━━ Data listing ━━
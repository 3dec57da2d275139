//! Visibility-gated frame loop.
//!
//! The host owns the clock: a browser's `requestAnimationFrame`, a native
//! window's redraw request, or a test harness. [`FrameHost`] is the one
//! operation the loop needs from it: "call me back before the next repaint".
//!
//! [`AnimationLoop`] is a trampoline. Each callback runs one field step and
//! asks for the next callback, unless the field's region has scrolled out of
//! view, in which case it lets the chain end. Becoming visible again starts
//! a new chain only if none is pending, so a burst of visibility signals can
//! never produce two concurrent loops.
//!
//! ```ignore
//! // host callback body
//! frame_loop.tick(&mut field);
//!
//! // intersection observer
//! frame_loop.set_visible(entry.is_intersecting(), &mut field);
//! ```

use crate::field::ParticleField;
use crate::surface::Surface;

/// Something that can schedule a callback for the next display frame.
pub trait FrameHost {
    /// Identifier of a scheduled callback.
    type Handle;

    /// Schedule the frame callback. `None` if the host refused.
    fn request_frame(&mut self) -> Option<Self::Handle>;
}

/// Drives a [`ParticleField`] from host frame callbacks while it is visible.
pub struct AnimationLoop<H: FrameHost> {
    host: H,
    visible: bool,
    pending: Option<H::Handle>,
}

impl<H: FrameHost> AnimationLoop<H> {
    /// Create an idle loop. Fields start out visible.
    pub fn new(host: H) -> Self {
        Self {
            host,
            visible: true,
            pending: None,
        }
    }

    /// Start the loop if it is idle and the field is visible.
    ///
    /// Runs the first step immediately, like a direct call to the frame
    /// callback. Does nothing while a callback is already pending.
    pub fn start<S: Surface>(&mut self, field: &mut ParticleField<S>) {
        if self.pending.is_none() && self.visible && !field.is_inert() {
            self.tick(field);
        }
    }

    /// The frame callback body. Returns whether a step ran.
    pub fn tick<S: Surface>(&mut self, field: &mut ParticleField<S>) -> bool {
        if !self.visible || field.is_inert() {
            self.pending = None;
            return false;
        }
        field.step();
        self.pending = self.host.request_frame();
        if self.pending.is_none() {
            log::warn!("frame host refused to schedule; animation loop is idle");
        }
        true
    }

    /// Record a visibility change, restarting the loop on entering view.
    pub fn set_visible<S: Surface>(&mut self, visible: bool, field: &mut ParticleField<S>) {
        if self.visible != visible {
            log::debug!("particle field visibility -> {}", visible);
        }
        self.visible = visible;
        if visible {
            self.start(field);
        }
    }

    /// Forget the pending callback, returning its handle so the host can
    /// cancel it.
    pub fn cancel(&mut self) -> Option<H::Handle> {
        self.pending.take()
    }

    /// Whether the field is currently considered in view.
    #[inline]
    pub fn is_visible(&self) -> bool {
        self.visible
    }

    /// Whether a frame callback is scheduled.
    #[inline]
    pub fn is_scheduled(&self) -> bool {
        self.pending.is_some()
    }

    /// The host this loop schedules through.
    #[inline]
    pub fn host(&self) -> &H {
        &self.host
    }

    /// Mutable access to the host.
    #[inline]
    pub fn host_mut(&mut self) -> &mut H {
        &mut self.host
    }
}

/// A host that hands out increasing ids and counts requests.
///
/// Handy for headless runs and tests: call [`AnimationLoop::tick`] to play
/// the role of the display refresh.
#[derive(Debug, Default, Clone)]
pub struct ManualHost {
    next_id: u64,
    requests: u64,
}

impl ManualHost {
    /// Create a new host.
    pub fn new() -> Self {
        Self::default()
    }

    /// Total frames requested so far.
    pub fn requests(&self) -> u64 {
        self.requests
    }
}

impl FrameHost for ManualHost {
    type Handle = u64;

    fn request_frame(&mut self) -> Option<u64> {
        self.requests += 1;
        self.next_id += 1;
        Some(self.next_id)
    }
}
━━━
Copy out, word for word, the part of the entries above that begins at the line with "pub fn set_visible<S: Surface>(&mut" and ends at the line with "self.start(field);", including both.

    pub fn set_visible<S: Surface>(&mut self, visible: bool, field: &mut ParticleField<S>) {
        if self.visible != visible {
            log::debug!("particle field visibility -> {}", visible);
        }
        self.visible = visible;
        if visible {
            self.start(field);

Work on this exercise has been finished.